Note from the Editor:

It was time for my first mountain-ridge marathon.  What?  There are such things?  Yes.

I remember how difficult and dangerous it was for me to be undertaking the Marine Corps Infantry training, having come from the flat and sea-level lands of Texas; it had nearly killed me several times.  Now?  I was volunteering to do even harder training, ascending mountains to their summits, and casually jogging between them.

Look up The Bridger Ridge Run.  It requires runners to drive dozens of miles into the wilderness, up to a remote and little-known mountain lake, hike up many switchbacks along a narrow trail, and THEN start the race.  The route takes you along a ridge connecting five mountaintops, if you can believe that, and it is complete with inclement weather, amazing flight-like views, and even a few mountain goats or rams.
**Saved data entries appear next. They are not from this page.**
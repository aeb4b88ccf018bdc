// Average collector.
//
// The running sum stays in the value type, so integer and decimal sums
// retract exactly; only `finish` converts to `f64`.

use std::marker::PhantomData;
use std::ops::{Add, Sub};

use num_traits::{ToPrimitive, Zero};

use super::{Accumulator, Collector};

// Creates a collector of the mean of extracted values; `None` for no values.
//
// # Example
//
// ```
// use solverforge_network::collector::{average, Accumulator, Collector};
//
// let collector = average(|(minutes,): &(i64,)| *minutes);
// let mut acc = collector.create_accumulator();
// acc.accumulate(&collector.extract(&(30,)));
// acc.accumulate(&collector.extract(&(45,)));
// assert_eq!(acc.finish(), Some(37.5));
//
// acc.retract(&45);
// acc.retract(&30);
// assert_eq!(acc.finish(), None);
// ```
pub fn average<F, T, M>(mapper: M) -> AverageCollector<F, T, M>
where
    F: 'static,
    T: Clone + Zero + Add<Output = T> + Sub<Output = T> + ToPrimitive + 'static,
    M: Fn(&F) -> T + 'static,
{
    AverageCollector {
        mapper,
        _phantom: PhantomData,
    }
}

pub struct AverageCollector<F, T, M> {
    mapper: M,
    _phantom: PhantomData<fn(&F) -> T>,
}

impl<F, T, M> Collector<F> for AverageCollector<F, T, M>
where
    F: 'static,
    T: Clone + Zero + Add<Output = T> + Sub<Output = T> + ToPrimitive + 'static,
    M: Fn(&F) -> T + 'static,
{
    type Value = T;
    type Result = Option<f64>;
    type Accumulator = AverageAccumulator<T>;

    #[inline]
    fn extract(&self, facts: &F) -> T {
        (self.mapper)(facts)
    }

    fn create_accumulator(&self) -> Self::Accumulator {
        AverageAccumulator {
            sum: T::zero(),
            count: 0,
        }
    }
}

pub struct AverageAccumulator<T> {
    sum: T,
    count: usize,
}

impl<T> Accumulator<T, Option<f64>> for AverageAccumulator<T>
where
    T: Clone + Zero + Add<Output = T> + Sub<Output = T> + ToPrimitive,
{
    fn accumulate(&mut self, value: &T) {
        let current = std::mem::replace(&mut self.sum, T::zero());
        self.sum = current + value.clone();
        self.count += 1;
    }

    fn retract(&mut self, value: &T) {
        let current = std::mem::replace(&mut self.sum, T::zero());
        self.sum = current - value.clone();
        self.count -= 1;
    }

    fn finish(&self) -> Option<f64> {
        if self.count == 0 {
            return None;
        }
        self.sum.to_f64().map(|sum| sum / self.count as f64)
    }

    fn reset(&mut self) {
        self.sum = T::zero();
        self.count = 0;
    }
}
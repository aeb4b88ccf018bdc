//! Core Score trait definition

use std::cmp::Ordering;
use std::fmt::{Debug, Display};
use std::hash::Hash;
use std::ops::{Add, Neg, Sub};

use super::ScoreLevel;

/// Core trait for all score types in SolverForge.
///
/// Scores represent the quality of a planning solution. Constraint terminals
/// add and subtract them incrementally, so every implementation must form an
/// additive group: `a + b - b == a` for any reachable values.
///
/// All score implementations must be:
/// - Immutable (operations return new instances)
/// - Thread-safe (Send + Sync)
/// - Comparable (total ordering, highest-priority level first)
pub trait Score:
    Copy
    + Debug
    + Display
    + Default
    + Send
    + Sync
    + PartialEq
    + Eq
    + PartialOrd
    + Ord
    + Hash
    + Add<Output = Self>
    + Sub<Output = Self>
    + Neg<Output = Self>
    + 'static
{
    /// Returns true if this score represents a feasible solution.
    ///
    /// A solution is feasible when all hard constraints are satisfied
    /// (i.e., the hard score is >= 0).
    fn is_feasible(&self) -> bool;

    /// Returns the zero score (identity element for addition).
    fn zero() -> Self;

    /// Returns the number of score levels.
    fn levels_count() -> usize;

    /// Returns the semantic label for the score level at the given index.
    ///
    /// Level indices are ordered highest priority first.
    ///
    /// # Panics
    /// Panics if `index >= levels_count()`.
    fn level_label(index: usize) -> ScoreLevel;

    /// Returns the absolute value of this score.
    fn abs(&self) -> Self;

    /// Returns true if every level is zero.
    fn is_zero(&self) -> bool {
        *self == Self::zero()
    }

    /// Compares two scores, returning the ordering.
    fn compare(&self, other: &Self) -> Ordering {
        self.cmp(other)
    }
}

/// Scaling of a constraint weight by the weight of one individual match.
///
/// Every score accepts `i32` and `i64` match weights. Only decimal scores
/// accept [`Decimal`](rust_decimal::Decimal) match weights, so a decimal
/// weigher on an integer score is a type error.
///
/// Arithmetic follows the level type's native semantics: integer levels
/// overflow like `i64` multiplication does.
pub trait MatchWeighted<M>: Score {
    /// Returns this weight multiplied level by level by `match_weight`.
    fn weighted(&self, match_weight: M) -> Self;
}

/// Marker trait for scores that can be parsed from a string.
pub trait ParseableScore: Score {
    /// Parses a score from a string representation.
    ///
    /// # Format
    /// - SimpleScore: "42" or "42init"
    /// - HardSoftScore: "0hard/-100soft" or "-1hard/0soft"
    /// - HardMediumSoftScore: "0hard/0medium/-100soft"
    /// - HardSoftDecimalScore: "-1.5hard/0.25soft"
    fn parse(s: &str) -> Result<Self, ScoreParseError>;

    /// Returns the string representation of this score.
    fn to_string_repr(&self) -> String;
}

/// Error when parsing a score from string
#[derive(Debug, Clone, PartialEq, Eq, thiserror::Error)]
#[error("Score parse error: {message}")]
pub struct ScoreParseError {
    pub message: String,
}

impl ScoreParseError {
    pub fn new(message: impl Into<String>) -> Self {
        Self {
            message: message.into(),
        }
    }
}
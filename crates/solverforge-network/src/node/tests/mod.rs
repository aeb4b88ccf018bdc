//! Node tests, driving each node through its inputs and a recording consumer.

mod flatten;
mod group;
mod join;

use std::collections::HashMap;
use std::fmt::Debug;

use crate::test_utils::Event;
use crate::tuple::TupleId;

/// Applies recorded events to the set of live downstream tuples, checking
/// that every call respects the tuple lifecycle.
fn apply<F: Debug>(alive: &mut HashMap<TupleId, F>, events: Vec<Event<F>>) {
    for event in events {
        match event {
            Event::Insert(id, facts) => {
                assert!(alive.insert(id, facts).is_none(), "{} inserted twice", id);
            }
            Event::Update(id, facts) => {
                assert!(alive.insert(id, facts).is_some(), "{} updated before insert", id);
            }
            Event::Retract(id) => {
                assert!(alive.remove(&id).is_some(), "{} retracted while dead", id);
            }
        }
    }
}

/// Live facts, sorted, for comparison with a brute-force result.
fn sorted<F: Clone + Ord>(alive: &HashMap<TupleId, F>) -> Vec<F> {
    let mut facts: Vec<F> = alive.values().cloned().collect();
    facts.sort();
    facts
}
There are professionals who train on this run more than any other.  One team is called The Wind Drinkers.  Hundreds of people annually fly from all over the world to participate, too.  It is a VERY big event.

I was a nobody coming from a doughnut shop at the last minute, having not even heard about it soon enough to register, and having zero training on the course at all.  I was woefully unprepared, but, like I always do, I went anyway; opportunities like that don’t come often, especially for someone as busy and recovering from bullshit attacks as me.

Without a number, I could do whatever I pleased; the person at the end, keeping everyone from falling out, could basically ignore me, which allowed me to take all the pictures I love to.  I think I got a hundred or more by the time I made it to the halfway point.  I managed to jog and keep up with some of the packs of runners in between.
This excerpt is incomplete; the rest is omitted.